Dancing Mill Culture in the Southern Piedmont
By Eric Mullis, Triptych Collective
Since the Triptych Collective’s artistic home is in a former mill village in Charlotte N.C., last summer I started doing extensive research into southern textile mill culture. I wanted to know who worked in those factories and lived in the small mill houses, what their lives were like, and how they helped shape Charlotte. Mill culture has many aspects and I decided to focus on the strikes that spread through the Southern Piedmont before the Great Depression. I learned about how southern textile owners ignored the newly passed minimum wage law and often threatened to fire worker and worker families who considered joining a union and/or striking for better working conditions. In addition, since mill homes were company owned, mill workers who resisted company power could end up homeless.

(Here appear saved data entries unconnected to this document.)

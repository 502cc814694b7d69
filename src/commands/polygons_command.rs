//! Polygon feature command

use std::path::PathBuf;
use clap::ArgMatches;
use log::info;

use crate::commands::command_traits::Command;
use crate::commands::options::config_from_args;
use crate::pipeline::{PlanProcessor, RunRequest};
use crate::plan::config::PipelineConfig;
use crate::plan::errors::{PlanError, PlanResult};
use crate::utils::logger::Logger;

/// Writes one KML placemark per marker outline of the marked image
pub struct PolygonsCommand<'a> {
    /// Image the markers are read from
    marked_file: PathBuf,
    config: PipelineConfig,
    logger: &'a Logger,
}

impl<'a> PolygonsCommand<'a> {
    pub fn new(args: &ArgMatches, logger: &'a Logger) -> PlanResult<Self> {
        let marked_file: PathBuf = args.get_one::<String>("marked")
            .or_else(|| args.get_one::<String>("input"))
            .ok_or_else(|| PlanError::MissingInput("no marked image given".to_string()))?
            .into();

        Ok(PolygonsCommand {
            marked_file,
            config: config_from_args(args)?,
            logger,
        })
    }
}

impl<'a> Command for PolygonsCommand<'a> {
    fn execute(&self) -> PlanResult<()> {
        info!("Extracting polygon features from {} ({} contours)",
              self.marked_file.display(), self.config.contour_mode);

        let processor = PlanProcessor::new(&self.config, self.logger)?;
        let summary = processor.run(&RunRequest::polygons(&self.marked_file))?;

        let message = format!("Polygon extraction successful: {} polygons", summary.polygons.unwrap_or(0));
        info!("{}", message);
        self.logger.log(&message)?;
        Ok(())
    }

    fn name(&self) -> &'static str {
        "polygons"
    }
}
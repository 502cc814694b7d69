//! Point feature command

use std::path::PathBuf;
use clap::ArgMatches;
use log::info;

use crate::commands::command_traits::Command;
use crate::commands::options::config_from_args;
use crate::pipeline::{PlanProcessor, RunRequest};
use crate::plan::config::PipelineConfig;
use crate::plan::errors::{PlanError, PlanResult};
use crate::utils::logger::Logger;

/// Writes one CSV row per marker blob of the marked image
pub struct PointsCommand<'a> {
    /// Image the markers are read from
    marked_file: PathBuf,
    config: PipelineConfig,
    logger: &'a Logger,
}

impl<'a> PointsCommand<'a> {
    pub fn new(args: &ArgMatches, logger: &'a Logger) -> PlanResult<Self> {
        let marked_file: PathBuf = args.get_one::<String>("marked")
            .or_else(|| args.get_one::<String>("input"))
            .ok_or_else(|| PlanError::MissingInput("no marked image given".to_string()))?
            .into();

        Ok(PointsCommand {
            marked_file,
            config: config_from_args(args)?,
            logger,
        })
    }
}

impl<'a> Command for PointsCommand<'a> {
    fn execute(&self) -> PlanResult<()> {
        info!("Extracting point features from {}", self.marked_file.display());

        let processor = PlanProcessor::new(&self.config, self.logger)?;
        let summary = processor.run(&RunRequest::points(&self.marked_file))?;

        let message = format!("Point extraction successful: {} points", summary.points.unwrap_or(0));
        info!("{}", message);
        self.logger.log(&message)?;
        Ok(())
    }

    fn name(&self) -> &'static str {
        "points"
    }
}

After studying documentary footage and historical photographs, my dancers and I began to create movement that was based on actions that were performed on the factory floor, actions that were needed to keep looms running smoothly. In this way we began to embody the actions that were dictated by the efficient logic of textile machinery. After performing excerpts of Poor Mouth publicly in front of an abandoned mill, at our winter show in December of 2013, and in the local mill town of Rock Hill, S.C. many audience members approached members of the ensemble and noted that the piece gave them a window into mill culture and, interestingly, may of the them observed that in many ways nothing has changed. That is, many working class families in the United States still struggle to make ends meet while working jobs that do not pay a living wage. Further, some audience members commented that the Southern textile mills closed down and moved to China and India so that mill owners could avoid paying a living wage and could capitalize on an abundance of cheap labor that flows into industrial cities from farms in the countryside. The conditions that Southern textile workers struggled against have not ceased to exist.

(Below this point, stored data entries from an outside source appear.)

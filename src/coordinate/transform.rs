//! Pixel to geographic coordinate transformation
//!
//! A single affine mapping serves both point and polygon features:
//!
//! ```text
//! longitude = round(x * TOTAL_X / width  + ORIGIN_X)
//! latitude  = round(y * TOTAL_Y / height + ORIGIN_Y)
//! ```
//!
//! `width` and `height` must be those of the canvas the pixel was measured
//! on; use [`GeoCoordinateMapper::for_mask`] to take them from the mask.

use super::frame::GeoFrame;
use super::point::{GeoPoint, GeoPolygon};
use crate::features::ColorMask;
use crate::plan::errors::{PlanError, PlanResult};
use crate::plan::types::{PixelPoint, Polygon};

/// Maps pixel coordinates of one canvas into the geographic frame
#[derive(Debug, Clone, Copy)]
pub struct GeoCoordinateMapper {
    frame: GeoFrame,
    width: u32,
    height: u32,
}

impl GeoCoordinateMapper {
    /// Create a mapper for a canvas of `width` x `height` pixels
    pub fn new(width: u32, height: u32) -> PlanResult<Self> {
        Self::with_frame(GeoFrame::default(), width, height)
    }

    /// Create a mapper onto a custom frame
    pub fn with_frame(frame: GeoFrame, width: u32, height: u32) -> PlanResult<Self> {
        if width == 0 || height == 0 {
            return Err(PlanError::GenericError(format!(
                "Cannot geo-reference a {}x{} canvas", width, height)));
        }
        Ok(GeoCoordinateMapper { frame, width, height })
    }

    /// Create a mapper for the canvas a mask was computed on
    pub fn for_mask(mask: &ColorMask) -> PlanResult<Self> {
        let (width, height) = mask.reference_size();
        Self::new(width, height)
    }

    /// Canvas size this mapper was built for
    pub fn canvas_size(&self) -> (u32, u32) {
        (self.width, self.height)
    }

    /// Map one pixel coordinate
    ///
    /// Exact halves round to the nearest even integer.
    pub fn map_xy(&self, x: u32, y: u32) -> GeoPoint {
        let (total_x, total_y) = self.frame.total;
        let (origin_x, origin_y) = self.frame.origin;

        let longitude = f64::from(x) * total_x / f64::from(self.width) + origin_x;
        let latitude = f64::from(y) * total_y / f64::from(self.height) + origin_y;

        GeoPoint::new(latitude.round_ties_even() as i64, longitude.round_ties_even() as i64)
    }

    /// Map a centroid or vertex
    pub fn map_point(&self, point: PixelPoint) -> GeoPoint {
        self.map_xy(point.x, point.y)
    }

    /// Map every vertex of a ring, keeping order and closure
    pub fn map_polygon(&self, polygon: &Polygon) -> GeoPolygon {
        GeoPolygon {
            vertices: polygon.vertices().iter().map(|p| self.map_point(*p)).collect(),
        }
    }
}

/// One-off conversion of pixel `(x, y)` on a `width` x `height` canvas
pub fn pixel_to_geo(x: u32, y: u32, width: u32, height: u32) -> PlanResult<GeoPoint> {
    Ok(GeoCoordinateMapper::new(width, height)?.map_xy(x, y))
}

This feedback encouraged us to dig deeper into the piece. Poor Mouth dancer and Triptych Collective co-founder Caitlyn Swett suggested that we personalize the piece by encouraging dancers to draw on their experiences of vulnerability, experiences that arose in response to external factors that were beyond their control. Even though we cannot know what it was working in a textile mill in the late 1920’s we could relate to experiences of being controlled by external forces beyond our control. We each picked a particular experience of vulnerability, journaled about it, and then created a movement phrase that kinetically captures and expresses what that experience of vulnerability. Then, in rehearsals we discussed our experiences, taught each other our movement phrases and then incorporated them into the piece. In a similar fashion, we listened to an extended interview housed at the Oral History Project, an interview with an elderly couple who both worked in the now abandoned mill that we danced in front of last December. Each dancer picked a particular aspect of the dialogue that resonated with them and created a movement sequence that embodies that experience of resonance.
In this manner we have personally connected with this important aspect of Southern history. My hope is that Poor Mouth does justice to this history and to the lives of the mill workers who helped created New South Cities such as Charlotte N.C.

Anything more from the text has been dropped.